Cross County Shopping Center marks a milestone

It was 1954 and America was not yet “at the mall.”

 

In Nashville, Elvis Presley recorded his first songs early that year.

 

The Hudson Motor Car Co. merged with Nash-Kelvinator Corp. to form the American Motors Corp., at the time the largest corporate merger in U.S. history.

 

A promising power hitter named Hank Aaron made his Major League debut with the Milwaukee Braves.

 

RCA manufactured the first color TV set. It came with a 12 ½-inch screen and a $1,000 price tag.

 

In March that year, the first shopping mall opened in Southfield, Mich.

 

In Yonkers, developer Sol Atlas had a similar vision for postwar American shoppers. On April 28, 1954, Atlas, with financial backing from Scarsdale businessman Leonard Marx Sr., opened the Cross County Shopping Center. The first large-scale open-air shopping center in Westchester and first mall-type venue in New York, Atlas’s $30 million development was considered one of the most ambitious commercial projects of its kind in the nation.

 

Cross County opened with about 30 retail stores and one restaurant, Horn & Hardart, which seated 500 diners. It soon expanded to include more than a dozen buildings and nearly 100 stores anchored by Gimbels and Wanamaker’s.

Sixty years later, Cross County’s current owner, Brooks Shopping Center L.L.C., and its management company, Macerich, are celebrating the anniversary of its opening with a series of events that began with a VIP kick-off celebration April 28. Summerfest at Cross County this year will include a daylong “60 years of Summers” event July 12.

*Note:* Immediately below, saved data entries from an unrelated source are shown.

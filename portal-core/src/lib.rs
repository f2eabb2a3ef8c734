//! Portal Core
//!
//! This crate contains the protocol-agnostic building blocks:
//! - Reference-counted, pooled messages (`message`)
//! - Broadcast-once close signals (`signal`)
//! - Peer endpoints and the neighborhood registry (`endpoint`, `neighborhood`)
//! - The in-process address broker (`broker`)
//! - The portal core and the protocol SPI (`portal`, `protocol`)
//! - Read/write guards, configuration and error types

#![deny(unsafe_code)]
// Allow some pedantic lints that are intentional in this crate
#![allow(clippy::module_name_repetitions)]
#![allow(clippy::needless_pass_by_value)]
#![allow(clippy::missing_errors_doc)]
#![allow(clippy::must_use_candidate)]

pub mod broker;
pub mod config;
pub mod endpoint;
pub mod error;
pub mod guard;
pub mod id;
pub mod message;
pub mod neighborhood;
pub mod portal;
pub mod protocol;
pub mod signal;
pub mod task;

/// Types most protocol implementations need.
pub mod prelude {
    pub use crate::broker::Broker;
    pub use crate::config::PortalConfig;
    pub use crate::endpoint::{Endpoint, PeerEndpoint};
    pub use crate::error::{PortalError, Result};
    pub use crate::guard::{ReadOnly, WriteOnly};
    pub use crate::id::PortalId;
    pub use crate::message::{HeaderKey, HeaderValue, Message, MessagePool};
    pub use crate::neighborhood::Neighborhood;
    pub use crate::portal::Portal;
    pub use crate::protocol::{
        HookSet, PortalCell, Protocol, ProtocolKind, ProtocolPortal, ProtocolSignature, Signature,
    };
    pub use crate::signal::Signal;
}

Marx, the pioneering developer’s initial financial backer, in 1977 acquired the approximately 70-acre property with Charles Benenson on behalf of a strategic partnership between Merchants’ National Properties Inc. and Benenson Capital Partners L.L.C. The two New York City-based real estate investment, development and management companies formed Brooks Shopping Centers.

 

The enduring shopping center was rejuvenated in recent years by a $250 million renovation and expansion project completed in 2011. Two of its tenants since the late 1950s, Suzette’s Lingerie and Sterling Optical, are among its current mix of 70 national and international retailers. Its 50s-era department store anchors have been succeeded by Macy’s, Sears, Super Stop & Shop and Multiplex Cinemas.

 

Construction began this year at Cross County on Hyatt Place Yonkers, a 155-room hotel in an eight-story tower at the center of the shopping center that was formerly used as a hospital and office building. The approximately $25 million development of Manhattan-based Friend Development Group L.L.C. and Lodge Works Partners L.P. of Wichita, Kansas, is expected to be completed in 2015.

 

“Throughout the last six decades Cross County has enjoyed a steady growth in its business and an increase in daily shoppers,” James Stifel, executive vice president for Brooks Shopping Centers and chief investment officer for Benenson Capital Partners, said in a prepared statement. “The success of Cross County is a testimony to its strategic location and the vision of its founders.”

Building by the numbers

Construction of the Cross County Shopping Center in Yonkers began in 1952 and was completed in 1954. Here is what went into the development, according to its current management:

 

 

• 38,000 cubic yards of concrete, enough for a 15-mile-long highway.

• 1 million cubic yards of fill.

• 50,000 cubic yards of rock excavated.

• 75 miles of wood and steel pilings.

• 12 miles of pipes.

• 5.3 million bricks.

• Blueprints weighed 30 tons.

• 2,000 tons of reinforcing steel.

• 5,300 tons of structural steel.

• 30,000 trees and shrubs planted for landscape.

• More than 2 million man hours of labor.